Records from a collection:

————

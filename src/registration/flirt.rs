use snafu::{ensure, ResultExt};
use std::ffi::OsString;
use std::path::{Path, PathBuf};
use std::time::Duration;

use crate::registration::process::{CancelHandle, ExternalCommand};
use crate::registration::{
    FailedSnafu, RegistrationError, RegistrationRequest, RegistrationTool, ToolSnafu,
};

pub const DEFAULT_FLIRT_PROGRAM: &str = "flirt";

/// FSL FLIRT linear registration
#[derive(Debug, Clone)]
pub struct Flirt {
    pub program: PathBuf,
    pub timeout: Option<Duration>,
    pub cancel: CancelHandle,
}

impl Default for Flirt {
    fn default() -> Self {
        Flirt::new(DEFAULT_FLIRT_PROGRAM)
    }
}

impl Flirt {
    pub fn new<P: AsRef<Path>>(program: P) -> Self {
        Flirt {
            program: program.as_ref().to_path_buf(),
            timeout: None,
            cancel: CancelHandle::new(),
        }
    }

    pub fn with_timeout(mut self, timeout: Option<Duration>) -> Self {
        self.timeout = timeout;
        self
    }

    pub fn with_cancel(mut self, cancel: CancelHandle) -> Self {
        self.cancel = cancel;
        self
    }

    /// Command line for a request
    pub fn arguments(request: &RegistrationRequest) -> Vec<OsString> {
        vec![
            "-ref".into(),
            request.fixed.clone().into_os_string(),
            "-in".into(),
            request.moving.clone().into_os_string(),
            "-out".into(),
            request.registered.clone().into_os_string(),
            "-omat".into(),
            request.transform.clone().into_os_string(),
            "-dof".into(),
            request.dof.to_string().into(),
            "-cost".into(),
            request.cost.to_string().into(),
        ]
    }

    fn command(&self, request: &RegistrationRequest) -> ExternalCommand {
        ExternalCommand::new(&self.program)
            .args(Self::arguments(request))
            .timeout(self.timeout)
            .cancel_handle(self.cancel.clone())
    }
}

impl RegistrationTool for Flirt {
    fn name(&self) -> &str {
        DEFAULT_FLIRT_PROGRAM
    }

    fn register(&self, request: &RegistrationRequest) -> Result<(), RegistrationError> {
        tracing::info!(
            "Registering {} onto {} (dof={}, cost={})",
            request.moving.display(),
            request.fixed.display(),
            request.dof,
            request.cost
        );
        let output = self
            .command(request)
            .run()
            .context(ToolSnafu {
                path: &request.moving,
            })?;

        if !output.stderr.trim().is_empty() {
            tracing::warn!("{}: {}", self.name(), output.stderr.trim());
        }
        ensure!(
            output.success(),
            FailedSnafu {
                tool: self.name(),
                path: &request.moving,
                status: output.status,
                stderr: output.stderr,
            }
        );
        Ok(())
    }
}

#[cfg(test)]
mod tests {
    use super::*;
    use crate::registration::{CostFunction, DegreesOfFreedom, ToolError};
    use rstest::rstest;
    use tempfile::{tempdir, TempDir};

    fn request(dir: &TempDir, dof: DegreesOfFreedom, cost: CostFunction) -> RegistrationRequest {
        RegistrationRequest {
            fixed: dir.path().join("fixed.nii.gz"),
            moving: dir.path().join("moving.nii.gz"),
            registered: dir.path().join("registered.nii.gz"),
            transform: dir.path().join("transform.mat"),
            dof,
            cost,
        }
    }

    #[rstest]
    #[case(DegreesOfFreedom::Rigid, CostFunction::MutualInfo, "6", "mutualinfo")]
    #[case(DegreesOfFreedom::Affine, CostFunction::NormalizedMutualInfo, "12", "normmi")]
    #[case(DegreesOfFreedom::GlobalRescale, CostFunction::CorrelationRatio, "7", "corratio")]
    fn test_arguments(
        #[case] dof: DegreesOfFreedom,
        #[case] cost: CostFunction,
        #[case] dof_arg: &str,
        #[case] cost_arg: &str,
    ) {
        let dir = tempdir().unwrap();
        let request = request(&dir, dof, cost);
        let args = Flirt::arguments(&request);
        let args = args.iter().map(|a| a.to_string_lossy()).collect::<Vec<_>>();

        assert_eq!(args[0], "-ref");
        assert_eq!(args[1], request.fixed.to_string_lossy());
        assert_eq!(args[3], request.moving.to_string_lossy());
        assert_eq!(args[5], request.registered.to_string_lossy());
        assert_eq!(args[7], request.transform.to_string_lossy());
        assert_eq!(&args[8..], &["-dof", dof_arg, "-cost", cost_arg]);
    }

    #[cfg(unix)]
    mod unix {
        use super::*;
        use std::os::unix::fs::PermissionsExt;

        /// Write an executable shell script standing in for flirt
        pub(crate) fn fake_flirt(dir: &Path, body: &str) -> PathBuf {
            let path = dir.join("flirt");
            std::fs::write(&path, format!("#!/bin/sh\n{body}\n")).unwrap();
            std::fs::set_permissions(&path, std::fs::Permissions::from_mode(0o755)).unwrap();
            path
        }

        #[test]
        fn test_passes_parameters() {
            let dir = tempdir().unwrap();
            let log = dir.path().join("args.txt");
            let program = fake_flirt(dir.path(), &format!("echo \"$@\" > {}", log.display()));
            let request = request(&dir, DegreesOfFreedom::Traditional, CostFunction::LeastSquares);

            Flirt::new(program).register(&request).unwrap();
            let logged = std::fs::read_to_string(&log).unwrap();
            assert!(logged.trim_end().ends_with("-dof 9 -cost leastsq"), "{logged}");
        }

        #[test]
        fn test_nonzero_exit() {
            let dir = tempdir().unwrap();
            let program = fake_flirt(dir.path(), "echo 'Image Exception' >&2; exit 1");
            let request = request(&dir, DegreesOfFreedom::Rigid, CostFunction::MutualInfo);

            let error = Flirt::new(program).register(&request).unwrap_err();
            match error {
                RegistrationError::Failed {
                    ref status,
                    ref stderr,
                    ref path,
                    ..
                } => {
                    assert_eq!(status.code(), Some(1));
                    assert_eq!(stderr.trim(), "Image Exception");
                    assert_eq!(path, &request.moving);
                }
                ref other => panic!("unexpected error: {other}"),
            }
            assert!(error.to_string().contains("Image Exception"));
        }

        #[test]
        fn test_timeout() {
            let dir = tempdir().unwrap();
            let program = fake_flirt(dir.path(), "sleep 30");
            let request = request(&dir, DegreesOfFreedom::Rigid, CostFunction::MutualInfo);

            let error = Flirt::new(program)
                .with_timeout(Some(Duration::from_millis(200)))
                .register(&request)
                .unwrap_err();
            assert!(matches!(
                error,
                RegistrationError::Tool { ref source, .. } if matches!(**source, ToolError::Timeout { .. })
            ));
        }
    }
}
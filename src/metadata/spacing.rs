use crate::transform::AffineTransform;

/// Physical voxel size along each array axis, in millimeters
#[derive(Debug, Clone, Copy, PartialEq)]
pub struct Spacing {
    pub mm_x: f64,
    pub mm_y: f64,
    pub mm_z: f64,
}

impl Spacing {
    pub fn new(mm_x: f64, mm_y: f64, mm_z: f64) -> Self {
        Spacing { mm_x, mm_y, mm_z }
    }
}

impl From<&AffineTransform> for Spacing {
    /// Spacing is the norm of each linear column of a voxel-to-world affine
    fn from(affine: &AffineTransform) -> Self {
        let [mm_x, mm_y, mm_z] = affine.column_norms();
        Spacing { mm_x, mm_y, mm_z }
    }
}

impl From<Spacing> for [f64; 3] {
    fn from(spacing: Spacing) -> Self {
        [spacing.mm_x, spacing.mm_y, spacing.mm_z]
    }
}
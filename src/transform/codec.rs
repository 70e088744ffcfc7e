//! Plain-text 4x4 transform matrices, as written by FLIRT's `-omat`.
//!
//! The layout is four lines of four whitespace-separated floats, row-major.
//! Values may use fixed or scientific notation.
use snafu::{ensure, ResultExt, Snafu};
use std::path::{Path, PathBuf};

use crate::transform::affine::{is_homogeneous_row, AffineTransform};

const MATRIX_SIZE: usize = 4;
const COLUMN_SEPARATOR: &str = "  ";
const INLINE_SOURCE: &str = "<inline>";

#[derive(Debug, Snafu)]
#[snafu(visibility(pub))]
pub enum TransformError {
    #[snafu(display(
        "malformed transform {}: expected {} rows, found {}",
        path.display(),
        MATRIX_SIZE,
        rows
    ))]
    RowCount { path: PathBuf, rows: usize },

    #[snafu(display(
        "malformed transform {}: row {} has {} values, expected {}",
        path.display(),
        row,
        columns,
        MATRIX_SIZE
    ))]
    ColumnCount {
        path: PathBuf,
        row: usize,
        columns: usize,
    },

    #[snafu(display("malformed transform {}: cannot parse '{}' in row {}", path.display(), token, row))]
    ParseValue {
        path: PathBuf,
        row: usize,
        token: String,
        #[snafu(source(from(std::num::ParseFloatError, Box::new)))]
        source: Box<std::num::ParseFloatError>,
    },

    #[snafu(display("malformed transform {}: non-finite value in row {}", path.display(), row))]
    NonFiniteValue { path: PathBuf, row: usize },

    #[snafu(display(
        "malformed transform {}: bottom row {:?} is not [0, 0, 0, 1]",
        path.display(),
        bottom_row
    ))]
    BottomRow { path: PathBuf, bottom_row: [f64; 4] },

    #[snafu(display("could not read transform {}", path.display()))]
    ReadTransform {
        path: PathBuf,
        #[snafu(source(from(std::io::Error, Box::new)))]
        source: Box<std::io::Error>,
    },

    #[snafu(display("could not write transform {}", path.display()))]
    WriteTransform {
        path: PathBuf,
        #[snafu(source(from(std::io::Error, Box::new)))]
        source: Box<std::io::Error>,
    },
}

impl TransformError {
    /// Whether the file was readable but its content is not a valid transform
    pub fn is_malformed(&self) -> bool {
        !matches!(
            self,
            TransformError::ReadTransform { .. } | TransformError::WriteTransform { .. }
        )
    }

    /// The transform file the error refers to
    pub fn path(&self) -> &Path {
        match self {
            TransformError::RowCount { path, .. }
            | TransformError::ColumnCount { path, .. }
            | TransformError::ParseValue { path, .. }
            | TransformError::NonFiniteValue { path, .. }
            | TransformError::BottomRow { path, .. }
            | TransformError::ReadTransform { path, .. }
            | TransformError::WriteTransform { path, .. } => path,
        }
    }
}

/// Read a transform matrix file
pub fn parse_transform<P: AsRef<Path>>(path: P) -> Result<AffineTransform, TransformError> {
    let path = path.as_ref();
    let text = std::fs::read_to_string(path).context(ReadTransformSnafu { path })?;
    parse_lines(&text, path)
}

/// Parse transform matrix text held in memory
pub fn parse_transform_str(text: &str) -> Result<AffineTransform, TransformError> {
    parse_lines(text, Path::new(INLINE_SOURCE))
}

fn parse_lines(text: &str, path: &Path) -> Result<AffineTransform, TransformError> {
    // Blank lines only occur as leading/trailing padding in FLIRT output
    let lines = text
        .lines()
        .map(str::trim)
        .filter(|line| !line.is_empty())
        .collect::<Vec<_>>();
    ensure!(
        lines.len() == MATRIX_SIZE,
        RowCountSnafu {
            path,
            rows: lines.len()
        }
    );

    let mut rows = [[0.0; MATRIX_SIZE]; MATRIX_SIZE];
    for (row, (line, values)) in lines.iter().zip(rows.iter_mut()).enumerate() {
        let tokens = line.split_whitespace().collect::<Vec<_>>();
        ensure!(
            tokens.len() == MATRIX_SIZE,
            ColumnCountSnafu {
                path,
                row,
                columns: tokens.len()
            }
        );
        for (token, value) in tokens.iter().zip(values.iter_mut()) {
            *value = token.parse::<f64>().context(ParseValueSnafu {
                path,
                row,
                token: *token,
            })?;
            ensure!(value.is_finite(), NonFiniteValueSnafu { path, row });
        }
    }

    let bottom_row = rows[MATRIX_SIZE - 1];
    ensure!(
        is_homogeneous_row(&bottom_row),
        BottomRowSnafu { path, bottom_row }
    );
    // Finite values and a homogeneous bottom row are all the affine checks
    AffineTransform::from_rows(rows).map_err(|_| TransformError::BottomRow {
        path: path.to_path_buf(),
        bottom_row,
    })
}

/// Render a transform in the FLIRT text layout, one row per line.
///
/// Values use the shortest representation that parses back to the same `f64`.
pub fn transform_to_text(transform: &AffineTransform) -> String {
    transform
        .rows()
        .iter()
        .map(|row| {
            let mut line = row
                .iter()
                .map(|value| value.to_string())
                .collect::<Vec<_>>()
                .join(COLUMN_SEPARATOR);
            line.push('\n');
            line
        })
        .collect()
}

/// Write a transform matrix file
pub fn serialize_transform<P: AsRef<Path>>(
    transform: &AffineTransform,
    path: P,
) -> Result<(), TransformError> {
    let path = path.as_ref();
    std::fs::write(path, transform_to_text(transform)).context(WriteTransformSnafu { path })?;
    tracing::debug!("Wrote transform to {}", path.display());
    Ok(())
}
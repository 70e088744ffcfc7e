use snafu::{ensure, ResultExt, Snafu};
use std::path::{Path, PathBuf};
use std::process::ExitStatus;
use std::time::Duration;

use crate::file::is_nifti_path;
use crate::registration::process::{CancelHandle, ExternalCommand, ToolError};
use crate::registration::stderr_suffix;

pub const DEFAULT_DCM2NIIX_PROGRAM: &str = "dcm2niix";

#[derive(Debug, Snafu)]
#[snafu(visibility(pub))]
pub enum ConvertError {
    #[snafu(display("could not create output directory {}", path.display()))]
    CreateOutput {
        path: PathBuf,
        #[snafu(source(from(std::io::Error, Box::new)))]
        source: Box<std::io::Error>,
    },

    #[snafu(display("conversion of {} failed: {}", path.display(), source))]
    ConvertTool {
        path: PathBuf,
        #[snafu(source(from(ToolError, Box::new)))]
        source: Box<ToolError>,
    },

    #[snafu(display(
        "conversion of {} failed: dcm2niix exited with {}{}",
        path.display(),
        status,
        stderr_suffix(stderr)
    ))]
    ConvertFailed {
        path: PathBuf,
        status: ExitStatus,
        stderr: String,
    },

    #[snafu(display("could not list converted volumes in {}", path.display()))]
    ListOutput {
        path: PathBuf,
        #[snafu(source(from(std::io::Error, Box::new)))]
        source: Box<std::io::Error>,
    },
}

/// DICOM series to NIfTI conversion with dcm2niix
#[derive(Debug, Clone)]
pub struct Dcm2Niix {
    pub program: PathBuf,
    pub timeout: Option<Duration>,
    pub cancel: CancelHandle,
}

impl Default for Dcm2Niix {
    fn default() -> Self {
        Dcm2Niix {
            program: PathBuf::from(DEFAULT_DCM2NIIX_PROGRAM),
            timeout: None,
            cancel: CancelHandle::new(),
        }
    }
}

impl Dcm2Niix {
    pub fn new<P: AsRef<Path>>(program: P) -> Self {
        Dcm2Niix {
            program: program.as_ref().to_path_buf(),
            ..Default::default()
        }
    }

    pub fn with_timeout(mut self, timeout: Option<Duration>) -> Self {
        self.timeout = timeout;
        self
    }

    /// Convert every series under `dicom_dir` into gzipped NIfTI files in
    /// `output_dir`, returning the volumes found there afterwards.
    pub fn convert<P: AsRef<Path>, Q: AsRef<Path>>(
        &self,
        dicom_dir: P,
        output_dir: Q,
    ) -> Result<Vec<PathBuf>, ConvertError> {
        let dicom_dir = dicom_dir.as_ref();
        let output_dir = output_dir.as_ref();
        std::fs::create_dir_all(output_dir).context(CreateOutputSnafu { path: output_dir })?;

        tracing::info!(
            "Converting {} to NIfTI in {}",
            dicom_dir.display(),
            output_dir.display()
        );
        let output = ExternalCommand::new(&self.program)
            .args(["-z", "y", "-o"])
            .arg(output_dir)
            .arg(dicom_dir)
            .timeout(self.timeout)
            .cancel_handle(self.cancel.clone())
            .run()
            .context(ConvertToolSnafu { path: dicom_dir })?;
        ensure!(
            output.success(),
            ConvertFailedSnafu {
                path: dicom_dir,
                status: output.status,
                stderr: output.stderr,
            }
        );
        tracing::debug!("{}", output.stdout.trim());

        let volumes = find_volumes(output_dir)?;
        tracing::info!("Conversion complete: {} volume(s)", volumes.len());
        Ok(volumes)
    }
}

/// NIfTI files directly inside `dir`, sorted by name
pub fn find_volumes(dir: &Path) -> Result<Vec<PathBuf>, ConvertError> {
    let entries = std::fs::read_dir(dir).context(ListOutputSnafu { path: dir })?;
    let mut volumes = entries
        .map(|entry| entry.map(|entry| entry.path()))
        .collect::<Result<Vec<_>, _>>()
        .context(ListOutputSnafu { path: dir })?
        .into_iter()
        .filter(|path| path.is_file() && is_nifti_path(path))
        .collect::<Vec<_>>();
    volumes.sort();
    Ok(volumes)
}
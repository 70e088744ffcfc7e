use nalgebra::Point3;
use ndarray::{ArrayD, IxDyn};
use std::borrow::Cow;

use crate::errors::GeometryError;
use crate::metadata::Spacing;
use crate::transform::{AffineTransform, Transform};

/// Number of leading array axes that are spatial
pub const SPATIAL_AXES: usize = 3;

/// A voxel array positioned in world space.
///
/// Array axis `i < 3` is spatial and maps through column `i` of the
/// voxel-to-world affine. Any further axes (channels, time) are carried along
/// untouched. Voxel data is always held in standard layout.
#[derive(Debug, Clone, PartialEq)]
pub struct Volume {
    data: ArrayD<f32>,
    affine: AffineTransform,
}

impl Volume {
    pub fn new(data: ArrayD<f32>, affine: AffineTransform) -> Result<Self, GeometryError> {
        if data.ndim() < SPATIAL_AXES {
            return Err(GeometryError::TooFewAxes { ndim: data.ndim() });
        }
        if let Some(axis) = data.shape().iter().position(|&len| len == 0) {
            return Err(GeometryError::EmptyAxis { axis });
        }
        let data = if data.is_standard_layout() {
            data
        } else {
            data.as_standard_layout().into_owned()
        };
        Ok(Volume { data, affine })
    }

    /// A zero-filled volume
    pub fn zeros(shape: &[usize], affine: AffineTransform) -> Result<Self, GeometryError> {
        Self::new(ArrayD::zeros(IxDyn(shape)), affine)
    }

    pub fn data(&self) -> &ArrayD<f32> {
        &self.data
    }

    pub fn affine(&self) -> &AffineTransform {
        &self.affine
    }

    pub fn into_parts(self) -> (ArrayD<f32>, AffineTransform) {
        (self.data, self.affine)
    }

    pub fn ndim(&self) -> usize {
        self.data.ndim()
    }

    pub fn spatial_shape(&self) -> [usize; 3] {
        let shape = self.data.shape();
        [shape[0], shape[1], shape[2]]
    }

    /// Length of the channel axis, if the volume has exactly one non-spatial axis
    pub fn channels(&self) -> Option<usize> {
        match self.data.shape() {
            [_, _, _, channels] => Some(*channels),
            _ => None,
        }
    }

    pub fn spacing(&self) -> Spacing {
        Spacing::from(&self.affine)
    }

    /// World coordinate (mm) of a (possibly fractional) voxel index
    pub fn voxel_to_world(&self, index: [f64; 3]) -> Point3<f64> {
        self.affine.apply(&Point3::from(index))
    }

    /// Voxel samples in standard (row-major) order
    pub(crate) fn samples(&self) -> Cow<'_, [f32]> {
        match self.data.as_slice() {
            Some(samples) => Cow::Borrowed(samples),
            None => Cow::Owned(self.data.iter().copied().collect()),
        }
    }
}
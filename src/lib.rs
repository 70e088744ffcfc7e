pub mod errors;
pub mod file;
pub mod load;
pub mod metadata;
pub mod pipeline;
pub mod registration;
pub mod save;
pub mod transform;
pub mod volume;

pub use load::load_volume;
pub use metadata::*;
pub use pipeline::{
    PipelineConfig, PipelineError, PipelineOutput, PipelinePaths, RegistrationPipeline,
    reslice,
};
pub use save::save_volume;
pub use transform::*;
pub use volume::Volume;
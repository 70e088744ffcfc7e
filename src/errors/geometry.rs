use snafu::Snafu;

#[derive(Debug, Snafu, PartialEq)]
#[snafu(visibility(pub))]
/// Errors describing a voxel-to-world affine that cannot be used
pub enum GeometryError {
    #[snafu(display("invalid geometry: affine is singular (determinant={})", determinant))]
    SingularAffine { determinant: f64 },

    #[snafu(display(
        "invalid geometry: world axes {} and {} both resolve to array axis {}",
        first_world_axis,
        second_world_axis,
        array_axis
    ))]
    AmbiguousOrientation {
        first_world_axis: usize,
        second_world_axis: usize,
        array_axis: usize,
    },

    #[snafu(display(
        "invalid geometry: bottom row {:?} is not [0, 0, 0, 1] within {}",
        bottom_row,
        tolerance
    ))]
    NotAffine { bottom_row: [f64; 4], tolerance: f64 },

    #[snafu(display("invalid geometry: affine contains non-finite values"))]
    NonFiniteAffine,

    #[snafu(display("invalid geometry: expected at least 3 spatial axes, found {}", ndim))]
    TooFewAxes { ndim: usize },

    #[snafu(display("invalid geometry: axis {} has zero length", axis))]
    EmptyAxis { axis: usize },
}
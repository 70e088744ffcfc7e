//! Conversion between FLIRT matrices and world-space transforms.
//!
//! FLIRT's `-omat` maps the moving volume's "scaled voxel" coordinates to the
//! fixed volume's. Scaled voxel coordinates are voxel indices multiplied by
//! the voxel size, with the first axis mirrored whenever the voxel-to-world
//! affine has a positive determinant (FSL always works in a radiological frame).
use nalgebra::Matrix4;
use std::fmt;

use crate::errors::GeometryError;
use crate::transform::AffineTransform;
use crate::volume::Volume;

/// How a transform matrix file is interpreted
#[derive(Default, Debug, Clone, Copy, PartialEq, Eq, clap::ValueEnum)]
pub enum TransformSpace {
    /// Maps moving world coordinates (mm) to fixed world coordinates
    World,
    /// FLIRT convention, mapping scaled voxel coordinates
    #[default]
    FslScaled,
}

impl fmt::Display for TransformSpace {
    fn fmt(&self, f: &mut fmt::Formatter<'_>) -> fmt::Result {
        let space_str = match self {
            TransformSpace::World => "world",
            TransformSpace::FslScaled => "fsl-scaled",
        };
        write!(f, "{space_str}")
    }
}

impl TransformSpace {
    /// The moving-to-fixed world transform described by `matrix`
    pub fn to_world(
        &self,
        matrix: &AffineTransform,
        moving: &Volume,
        fixed: &Volume,
    ) -> Result<AffineTransform, GeometryError> {
        match self {
            TransformSpace::World => Ok(*matrix),
            TransformSpace::FslScaled => fsl_to_world(matrix, moving, fixed),
        }
    }
}

/// Voxel index to FSL scaled voxel coordinates
pub fn fsl_scaled_voxel_matrix(volume: &Volume) -> Matrix4<f64> {
    let [dx, dy, dz] = volume.affine().column_norms();
    let mut matrix = Matrix4::from_diagonal(&nalgebra::Vector4::new(dx, dy, dz, 1.0));
    if volume.affine().determinant() > 0.0 {
        let nx = volume.spatial_shape()[0];
        matrix[(0, 0)] = -dx;
        matrix[(0, 3)] = (nx - 1) as f64 * dx;
    }
    matrix
}

/// World-space moving-to-fixed transform from a FLIRT matrix
pub fn fsl_to_world(
    matrix: &AffineTransform,
    moving: &Volume,
    fixed: &Volume,
) -> Result<AffineTransform, GeometryError> {
    let fixed_scaled = AffineTransform::from_matrix(fsl_scaled_voxel_matrix(fixed))?;
    let moving_scaled = AffineTransform::from_matrix(fsl_scaled_voxel_matrix(moving))?;

    let world = fixed
        .affine()
        .compose(&fixed_scaled.inverse()?)
        .compose(matrix)
        .compose(&moving_scaled)
        .compose(&moving.affine().inverse()?);
    tracing::debug!("FLIRT matrix in world coordinates:\n{}", world);
    Ok(world)
}

/// FLIRT matrix equivalent to a world-space moving-to-fixed transform
pub fn world_to_fsl(
    transform: &AffineTransform,
    moving: &Volume,
    fixed: &Volume,
) -> Result<AffineTransform, GeometryError> {
    let fixed_scaled = AffineTransform::from_matrix(fsl_scaled_voxel_matrix(fixed))?;
    let moving_scaled = AffineTransform::from_matrix(fsl_scaled_voxel_matrix(moving))?;

    Ok(fixed_scaled
        .compose(&fixed.affine().inverse()?)
        .compose(transform)
        .compose(moving.affine())
        .compose(&moving_scaled.inverse()?))
}
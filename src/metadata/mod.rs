pub mod spacing;
pub use spacing::*;
//! In-memory route registry.
//!
//! [`RouteSet`] collects generated variants in registration order, tracks
//! which names are taken and which base names dispatch to locale variants.
//! It is the registry hosts without a router of their own can plug into
//! [`RouteTranslator`].

use std::collections::BTreeSet;

use crate::{
    CapabilityProbe, Locale, Params, PathTranslator, Route, RouteNameResolver, RouteRegistry,
    RouteResult, RouteTranslator, TranslatedVariant,
};

/// Helper suffixes a registered route name answers to.
pub const HELPER_SUFFIXES: [&str; 2] = ["path", "url"];

/// Ordered collection of registered route variants.
#[derive(Debug, Clone, Default)]
pub struct RouteSet {
    routes: Vec<TranslatedVariant>,
    names: BTreeSet<String>,
    localized_helpers: BTreeSet<String>,
}

impl RouteSet {
    /// Creates an empty route set.
    #[must_use]
    pub fn new() -> Self {
        Self::default()
    }

    /// Appends `variant`, reserving its name when it has one.
    pub fn register(&mut self, variant: TranslatedVariant) {
        if let Some(name) = &variant.name {
            self.names.insert(name.clone());
        }
        self.routes.push(variant);
    }

    /// Marks `name` as taken without registering a route, as a host does for
    /// routes declared outside localisation.
    pub fn reserve_name(&mut self, name: impl Into<String>) {
        self.names.insert(name.into());
    }

    /// Registered variants in registration order.
    #[must_use]
    pub fn routes(&self) -> &[TranslatedVariant] {
        &self.routes
    }

    /// Returns the variant registered under `name`.
    #[must_use]
    pub fn route(&self, name: &str) -> Option<&TranslatedVariant> {
        self.routes
            .iter()
            .find(|variant| variant.name.as_deref() == Some(name))
    }

    /// Returns `true` when `base_name` dispatches to locale variants.
    #[must_use]
    pub fn is_localized_helper(&self, base_name: &str) -> bool {
        self.localized_helpers.contains(base_name)
    }

    /// Generates and registers every locale variant of `route`.
    ///
    /// Uses two-pass generation when the translator's settings enable
    /// deduplication and single-pass generation otherwise. Returns the number
    /// of variants registered.
    ///
    /// # Errors
    ///
    /// Propagates generation errors. Variants registered by single-pass
    /// generation before the failure stay registered.
    pub fn add_localized<T: PathTranslator + ?Sized>(
        &mut self,
        translator: &RouteTranslator<'_, T>,
        route: &Route,
    ) -> RouteResult<usize> {
        let before = self.routes.len();
        translator.generate_configured(route, self, Self::register)?;
        let added = self.routes.len() - before;
        tracing::debug!(route = route.path(), variants = added, "registered localized route");
        Ok(added)
    }

    /// Returns the path of the locale variant answering the `{base_name}_path`
    /// helper for `current_locale`.
    ///
    /// `None` when `base_name` is not a localized helper or the resolved
    /// variant was never registered.
    #[must_use]
    pub fn localized_path(
        &self,
        resolver: &RouteNameResolver<'_>,
        base_name: &str,
        args: &Params,
        current_locale: &Locale,
    ) -> Option<&str> {
        if !self.is_localized_helper(base_name) {
            return None;
        }
        let helper = resolver.resolve_name(args, base_name, "path", current_locale, self);
        let name = helper.strip_suffix("_path")?;
        self.route(name).map(|variant| variant.path.as_str())
    }
}

impl RouteRegistry for RouteSet {
    fn has_route_name(&self, name: &str) -> bool {
        self.names.contains(name)
    }

    fn add_localized_helper(&mut self, base_name: &str) {
        self.localized_helpers.insert(base_name.to_owned());
    }
}

impl CapabilityProbe for RouteSet {
    fn exists(&self, candidate: &str) -> bool {
        HELPER_SUFFIXES.iter().any(|suffix| {
            candidate
                .strip_suffix(suffix)
                .and_then(|rest| rest.strip_suffix('_'))
                .is_some_and(|name| self.names.contains(name))
        })
    }
}
//! Seams between route generation and the host router.

/// Answers whether a named route or helper exists in the host.
///
/// Closures taking `&str` implement the trait, so a host can pass a lookup
/// over whatever registry it maintains.
pub trait CapabilityProbe {
    /// Returns `true` when a route or helper named `candidate` exists.
    fn exists(&self, candidate: &str) -> bool;
}

impl<F> CapabilityProbe for F
where
    F: Fn(&str) -> bool + ?Sized,
{
    fn exists(&self, candidate: &str) -> bool {
        self(candidate)
    }
}

/// Host registry consulted and updated while generating variants.
pub trait RouteRegistry {
    /// Returns `true` when a route named `name` is already registered.
    fn has_route_name(&self, name: &str) -> bool;

    /// Records `base_name` as a route whose helpers dispatch to locale
    /// variants.
    fn add_localized_helper(&mut self, base_name: &str);
}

————

PROBLEM:
The answer must be a single number: the count of lines in the data that include the word "zeros".

RESPONSE:
2